The park also offered natural wonders. I wandered and swam within the mangroves, watched giant tortoises wander too, and sat along the surf once again entertained by iguanas, colorful crabs, and pelicans.
A highlight of my stay was snorkeling at the nearby Concha de Perla with some very social penguins! When they weren’t diving for sardines they seemed delighted to swim with me-and the other humans.
In the evenings I explored the town.
A priest was holding mass in a large modern church, off the main street. Galapagos creatures were depicted in the stained glass. There was one worshiper in attendance. Yet, I passed a few homes where parents squeezed onto sofas with their children and listened to enthusiastic sermons. These preachers were likely hoping for a larger venue to attract their flock.

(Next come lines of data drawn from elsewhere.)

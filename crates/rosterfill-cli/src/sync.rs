//! One reconciliation run over a (template, records) pair.
//!
//! The template's validation markup is captured before anything else touches the archive, the
//! workbook is loaded, filled and saved, and the captured markup is then patched back into the
//! saved bytes.

use chrono::NaiveTime;
use indexmap::IndexMap;
use rosterfill_model::{
    extract_time, import_csv_to_worksheet, CellValue, CsvImportError, CsvOptions, Worksheet,
};
use rosterfill_reconcile::{
    detect_columns, extract_records, pending_end_times, reconcile, EndTimeFill, ExtractedRecords,
    FieldKey, PendingEndTime, ReconcileError, ReconcileOptions, DEFAULT_MATCH_PRIORITY,
};
use rosterfill_xlsx::{
    extract_validations, load_from_bytes, patch_zip_with_snapshot, verify, XlsxError,
};
use serde::{Deserialize, Serialize};
use thiserror::Error;

pub const DEFAULT_SHEET: &str = "Timesheet Entries";

/// Sheet name given to records read from CSV.
const CSV_SHEET: &str = "records";

#[derive(Debug, Error)]
pub enum SyncError {
    #[error(transparent)]
    Xlsx(#[from] XlsxError),
    #[error(transparent)]
    Reconcile(#[from] ReconcileError),
    #[error("records csv: {0}")]
    Csv(#[from] CsvImportError),
    #[error("sheet {0:?} not found")]
    SheetNotFound(String),
    #[error("{0}")]
    Input(String),
}

/// End times supplied for records exported without one.
#[derive(Clone, Debug, Default, PartialEq, Eq, Serialize, Deserialize)]
#[serde(default)]
pub struct EndTimeOptions {
    /// `HH:MM` used for every pending record not covered by `per_identifier`.
    pub all: Option<String>,
    /// Match value -> `HH:MM`.
    pub per_identifier: IndexMap<String, String>,
}

impl EndTimeOptions {
    pub fn is_empty(&self) -> bool {
        self.all.is_none() && self.per_identifier.is_empty()
    }

    /// Apply per-identifier times first, then the bulk time. Returns how many were filled.
    fn apply(&self, records: &mut ExtractedRecords) -> Result<usize, SyncError> {
        let mut filled = 0;
        if !self.per_identifier.is_empty() {
            let times = self
                .per_identifier
                .iter()
                .map(|(name, time)| Ok((name.as_str(), parse_end_time(time)?)))
                .collect::<Result<Vec<_>, SyncError>>()?;
            filled += EndTimeFill::per_identifier(times).apply(records);
        }
        if let Some(time) = &self.all {
            filled += EndTimeFill::Bulk(parse_end_time(time)?).apply(records);
        }
        Ok(filled)
    }
}

/// Parse a user-supplied end time. Midnight is rejected since it is what marks a time missing.
pub fn parse_end_time(text: &str) -> Result<NaiveTime, SyncError> {
    let time = extract_time(&CellValue::from(text))
        .ok_or_else(|| SyncError::Input(format!("invalid end time {text:?} (expected HH:MM)")))?;
    if time == NaiveTime::MIN {
        return Err(SyncError::Input(format!(
            "end time {text:?} is midnight, which reads as missing"
        )));
    }
    Ok(time)
}

/// Options of a sync run. Loadable from JSON; every field is optional there.
#[derive(Clone, Debug, PartialEq, Eq, Serialize, Deserialize)]
#[serde(default)]
pub struct SyncOptions {
    /// Roster sheet in the template.
    pub sheet: String,
    /// Sheet of the records workbook to read. `None` reads the first sheet.
    pub records_sheet: Option<String>,
    /// 1-based header row of the records sheet.
    pub records_header_row: u32,
    /// Identity fields tried, in order, as the match key.
    pub match_priority: Vec<FieldKey>,
    pub end_times: EndTimeOptions,
    #[serde(flatten)]
    pub reconcile: ReconcileOptions,
}

impl Default for SyncOptions {
    fn default() -> Self {
        Self {
            sheet: DEFAULT_SHEET.to_string(),
            records_sheet: None,
            records_header_row: 1,
            match_priority: DEFAULT_MATCH_PRIORITY.to_vec(),
            end_times: EndTimeOptions::default(),
            reconcile: ReconcileOptions::default(),
        }
    }
}

impl SyncOptions {
    pub fn from_json(text: &str) -> Result<Self, serde_json::Error> {
        serde_json::from_str(text)
    }
}

/// What a sync run did.
#[derive(Clone, Debug, Default, PartialEq, Eq, Serialize)]
pub struct Diagnostics {
    pub written: usize,
    pub removed: usize,
    /// Record identifiers with no roster row, as they appear in the records.
    pub unmatched: Vec<String>,
    /// End times filled from the supplied options.
    pub end_times_filled: usize,
    /// Worksheets of the output that still carry validations.
    pub sheets_with_validations: usize,
    pub warnings: Vec<String>,
}

#[derive(Debug)]
pub struct SyncOutput {
    pub bytes: Vec<u8>,
    pub diagnostics: Diagnostics,
}

/// Records of `records_bytes` still lacking an end time once `options.end_times` is applied.
///
/// This is the list a caller has to resolve before [`run_sync`] will proceed.
pub fn pending_records(
    records_bytes: &[u8],
    options: &SyncOptions,
) -> Result<Vec<PendingEndTime>, SyncError> {
    let mut records = read_records(records_bytes, options)?;
    options.end_times.apply(&mut records)?;
    Ok(pending_end_times(&records))
}

/// Fill the roster of `template` from `records_bytes` and return the saved template with its
/// original validations restored.
pub fn run_sync(
    template: &[u8],
    records_bytes: &[u8],
    options: &SyncOptions,
) -> Result<SyncOutput, SyncError> {
    let snapshot = extract_validations(template)?;
    let expected = snapshot.values().filter(|s| s.has_validations()).count();

    let mut records = read_records(records_bytes, options)?;
    let end_times_filled = options.end_times.apply(&mut records)?;

    let mut document = load_from_bytes(template)?;
    let (sheet, styles) = document
        .workbook
        .sheet_and_styles_mut(&options.sheet)
        .ok_or_else(|| SyncError::SheetNotFound(options.sheet.clone()))?;
    let outcome = reconcile(sheet, styles, &records, &options.reconcile)?;

    let saved = document.save_to_vec()?;
    let patched = patch_zip_with_snapshot(&saved, template, &snapshot)?;
    let sheets_with_validations = verify(&patched.bytes)?;

    let mut warnings: Vec<String> = patched
        .report
        .warnings
        .iter()
        .map(|w| format!("{}: {}", w.part, w.message))
        .collect();
    if sheets_with_validations < expected {
        log::warn!("validations survive on {sheets_with_validations} of {expected} sheet(s)");
        warnings.push(format!(
            "validations survive on {sheets_with_validations} of {expected} sheet(s)"
        ));
    }

    Ok(SyncOutput {
        bytes: patched.bytes,
        diagnostics: Diagnostics {
            written: outcome.written,
            removed: outcome.removed,
            unmatched: outcome.unmatched,
            end_times_filled,
            sheets_with_validations,
            warnings,
        },
    })
}

fn read_records(bytes: &[u8], options: &SyncOptions) -> Result<ExtractedRecords, SyncError> {
    let sheet = records_sheet(bytes, options)?;
    let header = options.records_header_row.saturating_sub(1);
    let columns = detect_columns(&sheet, header);
    Ok(extract_records(
        &sheet,
        &columns,
        header,
        &options.match_priority,
    )?)
}

fn records_sheet(bytes: &[u8], options: &SyncOptions) -> Result<Worksheet, SyncError> {
    if bytes.is_empty() {
        return Err(SyncError::Input("records input is empty".to_string()));
    }
    if !bytes.starts_with(b"PK") {
        if options.records_sheet.is_some() {
            log::debug!("records are CSV; ignoring the records sheet name");
        }
        return Ok(import_csv_to_worksheet(
            CSV_SHEET,
            bytes,
            &CsvOptions::default(),
        )?);
    }

    let workbook = load_from_bytes(bytes)?.workbook;
    let found = match &options.records_sheet {
        Some(name) => workbook.sheet(name),
        None => workbook.first_sheet(),
    };
    found
        .cloned()
        .ok_or_else(|| {
            SyncError::SheetNotFound(
                options
                    .records_sheet
                    .clone()
                    .unwrap_or_else(|| "(first sheet)".to_string()),
            )
        })
}

#[cfg(test)]
mod tests {
    use super::*;
    use pretty_assertions::assert_eq;
    use rosterfill_reconcile::Strategy;

    #[test]
    fn json_options_fill_in_defaults() {
        let options = SyncOptions::from_json(
            r#"{
                "sheet": "Plantilla",
                "strategy": "rebuild",
                "defaults": { "timezone": "Europe/Madrid" },
                "end_times": { "per_identifier": { "Ana": "17:30" } }
            }"#,
        )
        .unwrap();
        assert_eq!(options.sheet, "Plantilla");
        assert_eq!(options.reconcile.strategy, Strategy::Rebuild);
        assert_eq!(options.reconcile.header_row, 1);
        assert_eq!(
            options.reconcile.defaults.timezone.as_deref(),
            Some("Europe/Madrid")
        );
        assert_eq!(options.match_priority, DEFAULT_MATCH_PRIORITY.to_vec());
        assert_eq!(options.end_times.per_identifier["Ana"], "17:30");
    }

    #[test]
    fn empty_json_is_the_default() {
        assert_eq!(SyncOptions::from_json("{}").unwrap(), SyncOptions::default());
    }

    #[test]
    fn end_time_input_is_checked() {
        assert_eq!(
            parse_end_time("14:30").unwrap(),
            NaiveTime::from_hms_opt(14, 30, 0).unwrap()
        );
        assert!(matches!(parse_end_time("00:00"), Err(SyncError::Input(_))));
        assert!(matches!(parse_end_time("soon"), Err(SyncError::Input(_))));
    }

    #[test]
    fn csv_records_report_pending_end_times() {
        let csv = "Employee ID;Start;End\n111;08:00;16:00\n222;09:00;00:00\n333;10:00;\n";
        let mut options = SyncOptions::default();
        let pending = pending_records(csv.as_bytes(), &options).unwrap();
        assert_eq!(
            pending.iter().map(|p| p.match_value.as_str()).collect::<Vec<_>>(),
            vec!["222", "333"]
        );

        options
            .end_times
            .per_identifier
            .insert("222".to_string(), "18:00".to_string());
        let pending = pending_records(csv.as_bytes(), &options).unwrap();
        assert_eq!(pending.len(), 1);

        options.end_times.all = Some("19:00".to_string());
        assert!(pending_records(csv.as_bytes(), &options).unwrap().is_empty());
    }

    #[test]
    fn empty_records_are_rejected() {
        let err = pending_records(b"", &SyncOptions::default()).unwrap_err();
        assert!(matches!(err, SyncError::Input(_)));
    }
}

There is a complete sense of security on the islands and I walked alone at night virtually carefree.( Dangers do lie in unlit, uneven, roads .)
Although greetings might me exchanged on the street, there was never any unwanted attention. I found the people overall very kind and helpful. My first evening I stepped into a shop to ask where the market was. The shop owner gave a worker $5. She told him to take me to the market and come back with some fruit. When we arrived, the man gave me a tour of the six stalls and their products although the offerings were few.
Blocks away from the main street and tourist shops the local life emerges: homes and shops are single story structures. Doors are left open to catch the sea breeze. Children ride bicycles or kick balls back and forth. Men and women sit outside quietly or socialize. Barbecues are set up for personal use and business.
The eateries served the typical fish, chicken with rice, lentils, french fries, salad, and fresh fruit juices/milkshakes of guanabana, maracuya, mora, guayaba, and the more familiar pineapple, coconut, and strawberry. All are delicious!
Dining entertainment, in the form of a TV, was often ultra violent films where I heard, but did my best not to watch, actors in dubbed voices suffering from various means of torture. The local viewers appeared engrossed.
On my last afternoon I scheduled a haircut and color with Dany from Quito in a sparse salon. He complained about his lack of supplies, but I left very happy with his efforts.
I bought a ticket for a lancha back to Santa Cruz for 3pm. My flight was leaving for Quito at 12:45pm the following day.